A few therapists are willing to work on a sliding scale payment system where one can pay based on their ability to. Her book also mentions a few companies and NGOs who work on providing therapies and gives a shoutout to a rural community-based programme where champions are trained in mental health issues and provides counselling.
“All these options are beginning to be available. Of course, given the size of our population and the needs, it's never going to be enough. What we will really need is the state to step in to provide the resources that are actually needed,” she adds.
Writing the book
Aparna, who has been wanting to write this book since 2015, says it wasn’t an easy task. “I had to be in a place where I was stable.”
Every chapter took her back to that time and those feelings.
“I couldn't write more than a chapter at a time. If I wrote a chapter on depression, I would become depressed. If I wrote a chapter on my mentors, I became too emotional and the writing was not good,” she shares.
The only way to proceed was by finding a place where she was stable enough to “feel a sense of detachment from the material”.
“The most important thing a writer needs is a sense of detachment where you can write about the time, picture it, live it and relive it without the impact of dealing with it and remembering it as memories,” she says.

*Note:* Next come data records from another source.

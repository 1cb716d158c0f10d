//! Administrative jobs: garbage collection and scan-all, run once or on a schedule.

mod coordinator;
mod model;
mod store;

pub use self::coordinator::{MANUAL_RUN_GUARD, ScheduleCoordinator};
pub use self::model::{
    AdminJob, AdminJobName, AdminJobStatus, AdminJobView, Schedule, ScheduleParam,
    ScheduleRequest, ScheduleType,
};
pub use self::store::{AdminJobQuery, AdminJobStore, MemoryAdminJobStore, RECENT_JOBS};
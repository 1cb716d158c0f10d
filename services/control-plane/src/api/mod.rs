//! Control API builder and router

use std::sync::Arc;
use std::time::Duration;

use axum::Router;
use axum::response::Json;
use axum::routing::get;
use jobservice_client::{HttpJobService, JobClient, MemoryJobService, Secret};
use serde_json::{Value, json};
use tower_http::trace::TraceLayer;
use url::Url;

use crate::adminjob::{AdminJobStore, MemoryAdminJobStore, ScheduleCoordinator};
use crate::audit::{AuditLog, AuditSink, TracingSink};
use crate::auth::{Principal, TokenAuthenticator};
use crate::config::{FeatureFlags, ServerConfig, UserConfig, default_core_url};
use crate::deadline::Deadline;
use crate::error::Result;
use crate::hook::StatusHooks;
use crate::notification::{NotificationSpec, TargetProber, TcpProber};
use crate::policy::{MemoryPolicyStore, PolicyManager};
use crate::project::{MemoryProjectStore, ProjectManager};
use crate::rbac::{self, Action, RbacOracle, Resource, RoleOracle, Scope};
use crate::registry::{MemoryRegistryStore, RegistryStore};
use crate::replication::{
    ArtifactCatalog, ExecutionStore, MemoryCatalog, MemoryExecutionStore, ReplicationController,
    ReplicationSpec,
};

mod adminjob;
mod extract;
mod hook;
mod project;
mod registry;
mod replication;
mod webhook;

/// Shared state handed to every handler
#[derive(Debug, Clone)]
pub struct AppState {
    features: FeatureFlags,
    timeout: Duration,
    authenticator: Arc<TokenAuthenticator>,
    rbac: Arc<dyn RbacOracle>,
    projects: ProjectManager,
    registries: Arc<dyn RegistryStore>,
    notifications: PolicyManager<NotificationSpec>,
    replication: ReplicationController,
    schedules: ScheduleCoordinator,
    prober: Arc<dyn TargetProber>,
    audit: AuditLog,
}

impl AppState {
    async fn require(
        &self,
        deadline: &Deadline,
        principal: &Principal,
        scope: Scope,
        resource: Resource,
        action: Action,
    ) -> Result<()> {
        rbac::require(self.rbac.as_ref(), deadline, principal, scope, resource, action).await
    }
}

/// Builder for the control plane API
#[derive(Debug)]
pub struct ControlPlaneBuilder {
    features: FeatureFlags,
    request_timeout: Duration,
    jobs: Option<JobClient>,
    authenticator: TokenAuthenticator,
    core_url: Url,
    projects: Option<ProjectManager>,
    registries: Option<Arc<dyn RegistryStore>>,
    replication_policies: Option<PolicyManager<ReplicationSpec>>,
    notification_policies: Option<PolicyManager<NotificationSpec>>,
    executions: Option<Arc<dyn ExecutionStore>>,
    admin_jobs: Option<Arc<dyn AdminJobStore>>,
    catalog: Option<Arc<dyn ArtifactCatalog>>,
    prober: Option<Arc<dyn TargetProber>>,
    audit_sink: Option<Arc<dyn AuditSink>>,
    audit_queue_size: usize,
}

impl Default for ControlPlaneBuilder {
    fn default() -> Self {
        Self::new()
    }
}

impl ControlPlaneBuilder {
    /// Create a builder with in-memory stores and no known users
    pub fn new() -> Self {
        Self {
            features: FeatureFlags::default(),
            request_timeout: Duration::from_secs(30),
            jobs: None,
            authenticator: TokenAuthenticator::new(),
            core_url: default_core_url(),
            projects: None,
            registries: None,
            replication_policies: None,
            notification_policies: None,
            executions: None,
            admin_jobs: None,
            catalog: None,
            prober: None,
            audit_sink: None,
            audit_queue_size: 256,
        }
    }

    /// Configure a builder from server configuration.
    ///
    /// Without a `job_service` section jobs are kept by an in-process job
    /// service which never runs them.
    pub fn from_config(config: &ServerConfig) -> Self {
        let mut builder = Self::new()
            .features(config.features)
            .request_timeout(config.request_deadline())
            .core_url(config.core_url.clone())
            .users(&config.users)
            .audit_queue_size(config.audit.queue_size);

        if let Some(secret) = &config.solution_secret {
            builder = builder.solution_secret(secret.clone());
        }

        match &config.job_service {
            Some(job_service) => {
                let client = HttpJobService::new(job_service.url.clone(), job_service.secret.clone())
                    .with_timeout(Duration::from_secs(job_service.timeout));
                builder.job_client(client.into())
            }
            None => {
                tracing::warn!("no job service configured, jobs will never run");
                builder
            }
        }
    }

    /// Set the feature flags
    pub fn features(mut self, features: FeatureFlags) -> Self {
        self.features = features;
        self
    }

    /// Set the per-request deadline
    pub fn request_timeout(mut self, timeout: Duration) -> Self {
        self.request_timeout = timeout;
        self
    }

    /// Set the job service
    pub fn job_client(mut self, jobs: JobClient) -> Self {
        self.jobs = Some(jobs);
        self
    }

    /// Recognize a bearer token
    pub fn user(mut self, token: &str, username: &str, sys_admin: bool) -> Self {
        self.authenticator = self.authenticator.user(token, username, sys_admin);
        self
    }

    /// Recognize the configured users
    pub fn users<'a>(mut self, users: impl IntoIterator<Item = &'a UserConfig>) -> Self {
        self.authenticator = self.authenticator.users(users);
        self
    }

    /// Accept a secret from solution users, such as the job service reporting status
    pub fn solution_secret(mut self, secret: Secret) -> Self {
        self.authenticator = self.authenticator.solution_secret(secret);
        self
    }

    /// Externally reachable URL of this server, used for status hooks
    pub fn core_url(mut self, url: Url) -> Self {
        self.core_url = url;
        self
    }

    /// Set the project store
    pub fn projects(mut self, projects: ProjectManager) -> Self {
        self.projects = Some(projects);
        self
    }

    /// Set the registry store
    pub fn registries<S: RegistryStore + 'static>(mut self, store: S) -> Self {
        self.registries = Some(Arc::new(store));
        self
    }

    /// Set the replication policy store
    pub fn replication_policies(mut self, policies: PolicyManager<ReplicationSpec>) -> Self {
        self.replication_policies = Some(policies);
        self
    }

    /// Set the notification policy store
    pub fn notification_policies(mut self, policies: PolicyManager<NotificationSpec>) -> Self {
        self.notification_policies = Some(policies);
        self
    }

    /// Set the execution store
    pub fn executions<S: ExecutionStore + 'static>(mut self, store: S) -> Self {
        self.executions = Some(Arc::new(store));
        self
    }

    /// Set the admin job store
    pub fn admin_jobs<S: AdminJobStore + 'static>(mut self, store: S) -> Self {
        self.admin_jobs = Some(Arc::new(store));
        self
    }

    /// Set the catalog replication draws candidate resources from
    pub fn catalog<C: ArtifactCatalog + 'static>(mut self, catalog: C) -> Self {
        self.catalog = Some(Arc::new(catalog));
        self
    }

    /// Set how notification targets are tested
    pub fn prober<P: TargetProber + 'static>(mut self, prober: P) -> Self {
        self.prober = Some(Arc::new(prober));
        self
    }

    /// Set where audit records go
    pub fn audit_sink<A: AuditSink + 'static>(mut self, sink: A) -> Self {
        self.audit_sink = Some(Arc::new(sink));
        self
    }

    /// Set how many audit records may wait for the writer
    pub fn audit_queue_size(mut self, size: usize) -> Self {
        self.audit_queue_size = size;
        self
    }

    /// Build the control plane service
    ///
    /// Returns a Router that can be served with any tower-compatible server.
    /// Must be called within a tokio runtime, which runs the audit writer.
    pub fn build(self) -> Router {
        let jobs = self
            .jobs
            .unwrap_or_else(|| JobClient::from(MemoryJobService::new()));
        let hooks = StatusHooks::new(self.core_url);
        let projects = self
            .projects
            .unwrap_or_else(|| ProjectManager::from(MemoryProjectStore::new()));
        let registries = self
            .registries
            .unwrap_or_else(|| Arc::new(MemoryRegistryStore::new()));

        let replication = ReplicationController::new(
            self.replication_policies
                .unwrap_or_else(|| PolicyManager::new(MemoryPolicyStore::<ReplicationSpec>::new())),
            registries.clone(),
            self.executions
                .unwrap_or_else(|| Arc::new(MemoryExecutionStore::new())),
            self.catalog.unwrap_or_else(|| Arc::new(MemoryCatalog::new())),
            jobs.clone(),
            hooks.clone(),
        );
        let schedules = ScheduleCoordinator::new(
            self.admin_jobs
                .unwrap_or_else(|| Arc::new(MemoryAdminJobStore::new())),
            jobs.clone(),
            hooks,
        );
        let audit = AuditLog::spawn(
            self.audit_sink.unwrap_or_else(|| Arc::new(TracingSink)),
            self.audit_queue_size,
        );

        tracing::info!(jobs = jobs.name(), features = ?self.features, "building control plane");

        let state = AppState {
            features: self.features,
            timeout: self.request_timeout,
            authenticator: Arc::new(self.authenticator),
            rbac: Arc::new(RoleOracle::new(projects.clone())),
            projects,
            registries,
            notifications: self
                .notification_policies
                .unwrap_or_else(|| PolicyManager::new(MemoryPolicyStore::<NotificationSpec>::new())),
            replication,
            schedules,
            prober: self.prober.unwrap_or_else(|| Arc::new(TcpProber::default())),
            audit,
        };

        Router::new()
            .route("/api/systeminfo", get(system_info))
            .merge(project::router())
            .merge(webhook::router())
            .merge(registry::router())
            .merge(replication::router())
            .merge(adminjob::router())
            .merge(hook::router())
            .layer(TraceLayer::new_for_http())
            .with_state(state)
    }
}

/// Public information about this deployment
async fn system_info(axum::extract::State(state): axum::extract::State<AppState>) -> Json<Value> {
    Json(json!({
        "with_chartmuseum": state.features.charts,
        "with_clair": state.features.scanner,
        "with_admiral": state.features.admiral,
    }))
}
//! HTTP transport for the job service.

use std::sync::Arc;
use std::time::Duration;

use arc_swap::ArcSwap;
use bytes::Bytes;
use http::Method;
use http_body_util::BodyExt as _;
use hyperdriver::service::SharedService;
use hyperdriver::Body;
use tower::ServiceExt as _;
use url::Url;

use crate::auth::{Secret, SecretAuthLayer};
use crate::models::{ActionRequest, Envelope, JobAction, JobRequest, JobStats};
use crate::{JobService, JobServiceError};

/// Default time allowed for a single round trip to the job service.
pub const DEFAULT_TIMEOUT: Duration = Duration::from_secs(10);

/// A [JobService] which talks to a remote job service over HTTP.
#[derive(Debug, Clone)]
pub struct HttpJobService {
    base: Url,
    inner: hyperdriver::client::SharedClientService<Body, Body>,
    secret: Arc<ArcSwap<Secret>>,
    timeout: Duration,
}

impl HttpJobService {
    /// Create a client for the job service rooted at `base`.
    pub fn new(base: Url, secret: Secret) -> Self {
        let secret = Arc::new(ArcSwap::new(Arc::new(secret)));
        let inner = hyperdriver::Client::build_tcp_http()
            .with_default_tls()
            .layer(SecretAuthLayer::new(secret.clone()))
            .build_service();

        HttpJobService {
            base: with_trailing_slash(base),
            inner,
            secret,
            timeout: DEFAULT_TIMEOUT,
        }
    }

    /// Create a client which sends requests through a provided service.
    pub fn new_with_inner_service<S>(base: Url, secret: Secret, inner: S) -> Self
    where
        S: tower::Service<
                http::Request<Body>,
                Response = http::Response<Body>,
                Error = hyperdriver::client::Error,
            > + Clone
            + Send
            + Sync
            + 'static,
        S::Future: Send + 'static,
    {
        let secret = Arc::new(ArcSwap::new(Arc::new(secret)));

        let service = tower::ServiceBuilder::new()
            .layer(SharedService::layer())
            .layer(SecretAuthLayer::new(secret.clone()))
            .service(inner);

        HttpJobService {
            base: with_trailing_slash(base),
            inner: service,
            secret,
            timeout: DEFAULT_TIMEOUT,
        }
    }

    /// Set the per-request timeout.
    pub fn with_timeout(mut self, timeout: Duration) -> Self {
        self.timeout = timeout;
        self
    }

    /// Replace the shared secret used for subsequent requests.
    pub fn rotate_secret(&self, secret: Secret) {
        self.secret.store(Arc::new(secret));
    }

    fn endpoint(&self, path: &str) -> Result<http::Uri, JobServiceError> {
        let url = self
            .base
            .join(path)
            .map_err(|error| JobServiceError::Url(error.to_string()))?;
        url.as_str()
            .parse()
            .map_err(|error: http::uri::InvalidUri| JobServiceError::Url(error.to_string()))
    }

    async fn send(
        &self,
        method: Method,
        path: &str,
        body: Option<Bytes>,
    ) -> Result<Bytes, JobServiceError> {
        let mut builder = http::Request::builder()
            .method(method)
            .uri(self.endpoint(path)?)
            .header(http::header::ACCEPT, "application/json");

        let body = match body {
            Some(bytes) => {
                builder = builder.header(http::header::CONTENT_TYPE, "application/json");
                Body::from(bytes)
            }
            None => Body::empty(),
        };
        let request = builder.body(body)?;

        let exchange = async {
            let response = self.inner.clone().oneshot(request).await?;
            let status = response.status();
            let bytes = response
                .into_body()
                .collect()
                .await
                .map_err(|error| JobServiceError::Body(error.into()))?
                .to_bytes();
            Ok::<_, JobServiceError>((status, bytes))
        };

        let (status, bytes) = tokio::time::timeout(self.timeout, exchange)
            .await
            .map_err(|_| JobServiceError::Timeout(self.timeout))??;

        if !status.is_success() {
            tracing::debug!(%status, "job service refused {path}");
            return Err(JobServiceError::Status {
                status,
                message: String::from_utf8_lossy(&bytes).into_owned(),
            });
        }

        Ok(bytes)
    }
}

fn with_trailing_slash(mut base: Url) -> Url {
    if !base.path().ends_with('/') {
        let path = format!("{}/", base.path());
        base.set_path(&path);
    }
    base
}

#[async_trait::async_trait]
impl JobService for HttpJobService {
    fn name(&self) -> &'static str {
        "http"
    }

    async fn submit(&self, job: &JobRequest) -> Result<String, JobServiceError> {
        let body = serde_json::to_vec(&Envelope { job })?;
        let bytes = self
            .send(Method::POST, "api/v1/jobs", Some(body.into()))
            .await?;
        let stats: Envelope<JobStats> = serde_json::from_slice(&bytes)?;
        Ok(stats.job.id)
    }

    async fn post_action(&self, uuid: &str, action: JobAction) -> Result<(), JobServiceError> {
        let body = serde_json::to_vec(&ActionRequest { action })?;
        self.send(
            Method::POST,
            &format!("api/v1/jobs/{uuid}"),
            Some(body.into()),
        )
        .await?;
        Ok(())
    }

    async fn log(&self, uuid: &str) -> Result<Bytes, JobServiceError> {
        self.send(Method::GET, &format!("api/v1/jobs/{uuid}/log"), None)
            .await
    }

    async fn status(&self, uuid: &str) -> Result<JobStats, JobServiceError> {
        let bytes = self
            .send(Method::GET, &format!("api/v1/jobs/{uuid}"), None)
            .await?;
        let stats: Envelope<JobStats> = serde_json::from_slice(&bytes)?;
        Ok(stats.job)
    }

    async fn executions(&self, uuid: &str) -> Result<Vec<JobStats>, JobServiceError> {
        let bytes = self
            .send(Method::GET, &format!("api/v1/jobs/{uuid}/executions"), None)
            .await?;
        let stats: Vec<Envelope<JobStats>> = serde_json::from_slice(&bytes)?;
        Ok(stats.into_iter().map(|envelope| envelope.job).collect())
    }
}

#[cfg(test)]
mod tests {
    use std::collections::HashMap;
    use std::sync::Mutex;

    use http::StatusCode;

    use super::*;
    use crate::models::JobStatus;

    #[derive(Debug, Clone, Default)]
    struct Recorded {
        method: Option<Method>,
        path: Option<String>,
        authorization: Option<String>,
        body: Option<Bytes>,
    }

    #[derive(Debug, Clone, Default)]
    struct MockJobService {
        responses: HashMap<String, (StatusCode, &'static str)>,
        recorded: Arc<Mutex<Recorded>>,
    }

    impl MockJobService {
        fn respond(mut self, path: &str, status: StatusCode, body: &'static str) -> Self {
            self.responses.insert(path.to_owned(), (status, body));
            self
        }
    }

    impl tower::Service<http::Request<Body>> for MockJobService {
        type Response = http::Response<Body>;
        type Error = hyperdriver::client::Error;
        type Future = std::pin::Pin<
            Box<dyn std::future::Future<Output = Result<Self::Response, Self::Error>> + Send>,
        >;

        fn poll_ready(
            &mut self,
            _cx: &mut std::task::Context<'_>,
        ) -> std::task::Poll<Result<(), Self::Error>> {
            std::task::Poll::Ready(Ok(()))
        }

        fn call(&mut self, req: http::Request<Body>) -> Self::Future {
            let path = req.uri().path().to_owned();
            let (status, body) = self
                .responses
                .get(&path)
                .copied()
                .unwrap_or((StatusCode::NOT_FOUND, "no such job"));
            let recorded = self.recorded.clone();

            Box::pin(async move {
                let (parts, body_in) = req.into_parts();
                let bytes = body_in.collect().await.unwrap().to_bytes();
                {
                    let mut recorded = recorded.lock().unwrap();
                    recorded.method = Some(parts.method.clone());
                    recorded.path = Some(path);
                    recorded.authorization = parts
                        .headers
                        .get(http::header::AUTHORIZATION)
                        .map(|value| value.to_str().unwrap().to_owned());
                    recorded.body = Some(bytes);
                }

                Ok(http::Response::builder()
                    .status(status)
                    .body(Body::from(Bytes::from_static(body.as_bytes())))
                    .unwrap())
            })
        }
    }

    fn client(mock: MockJobService) -> HttpJobService {
        HttpJobService::new_with_inner_service(
            "http://jobservice:8080".parse().unwrap(),
            Secret::from("s3cr3t"),
            mock,
        )
    }

    #[tokio::test]
    async fn submit_returns_uuid() {
        let mock = MockJobService::default().respond(
            "/api/v1/jobs",
            StatusCode::ACCEPTED,
            r#"{"job":{"id":"u-1","name":"IMAGE_GC","kind":"Generic","status":"Pending"}}"#,
        );
        let recorded = mock.recorded.clone();
        let client = client(mock);

        let uuid = client.submit(&JobRequest::generic("IMAGE_GC")).await.unwrap();
        assert_eq!(uuid, "u-1");

        let recorded = recorded.lock().unwrap();
        assert_eq!(recorded.method, Some(Method::POST));
        assert_eq!(recorded.authorization.as_deref(), Some("Harbor-Secret s3cr3t"));
        let body: serde_json::Value =
            serde_json::from_slice(recorded.body.as_ref().unwrap()).unwrap();
        assert_eq!(body["job"]["name"], "IMAGE_GC");
    }

    #[tokio::test]
    async fn stop_posts_action() {
        let mock = MockJobService::default().respond("/api/v1/jobs/u-2", StatusCode::NO_CONTENT, "");
        let recorded = mock.recorded.clone();
        let client = client(mock);

        client.post_action("u-2", JobAction::Stop).await.unwrap();

        let recorded = recorded.lock().unwrap();
        let body: serde_json::Value =
            serde_json::from_slice(recorded.body.as_ref().unwrap()).unwrap();
        assert_eq!(body["action"], "stop");
    }

    #[tokio::test]
    async fn unknown_job_is_not_found() {
        let client = client(MockJobService::default());
        let err = client.status("missing").await.unwrap_err();
        assert!(err.is_not_found());
    }

    #[tokio::test]
    async fn status_and_executions_decode() {
        let mock = MockJobService::default()
            .respond(
                "/api/v1/jobs/p-1",
                StatusCode::OK,
                r#"{"job":{"id":"p-1","name":"IMAGE_GC","kind":"Periodic","status":"Scheduled"}}"#,
            )
            .respond(
                "/api/v1/jobs/p-1/executions",
                StatusCode::OK,
                r#"[{"job":{"id":"e-1","name":"IMAGE_GC","kind":"Generic","status":"Success","upstream_job_id":"p-1"}}]"#,
            );
        let client = client(mock);

        let stats = client.status("p-1").await.unwrap();
        assert_eq!(stats.status, JobStatus::Scheduled);

        let executions = client.executions("p-1").await.unwrap();
        assert_eq!(executions.len(), 1);
        assert_eq!(executions[0].upstream_job_id.as_deref(), Some("p-1"));
    }

    #[tokio::test]
    async fn rotated_secret_is_used() {
        let mock = MockJobService::default().respond("/api/v1/jobs/u-3/log", StatusCode::OK, "log");
        let recorded = mock.recorded.clone();
        let client = client(mock);
        client.rotate_secret(Secret::from("rotated"));

        let log = client.log("u-3").await.unwrap();
        assert_eq!(&log[..], b"log");
        assert_eq!(
            recorded.lock().unwrap().authorization.as_deref(),
            Some("Harbor-Secret rotated")
        );
    }

    #[test]
    fn base_gets_trailing_slash() {
        let base = with_trailing_slash("http://jobservice:8080/prefix".parse().unwrap());
        assert_eq!(base.as_str(), "http://jobservice:8080/prefix/");
    }
}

Aparna says it has been more than four years since she had a manic episode, adding that she used the seven therapies mentioned in her book to “keep stable”.
Normalising the conversation
COVID has been a huge game-changer, transforming the narrative around mental health issues. It allowed for the rise of new treatment formats such as online therapy and online group support and led governments and companies to take the matter seriously.
The author feels mental health is “intersectional” as it transects many other spaces such as education, gender, economic opportunities, and more. When looked at from this perspective, the view on mental health will change and help further normalise conversations around it.
Aparna, who completed her book during the pandemic, says she was praised for her courage in writing the book - an indication of the stigma that surrounds mental health.
“When there's no need for the word courage, that will show how much we have worked in understanding mental health,” Aparna ends.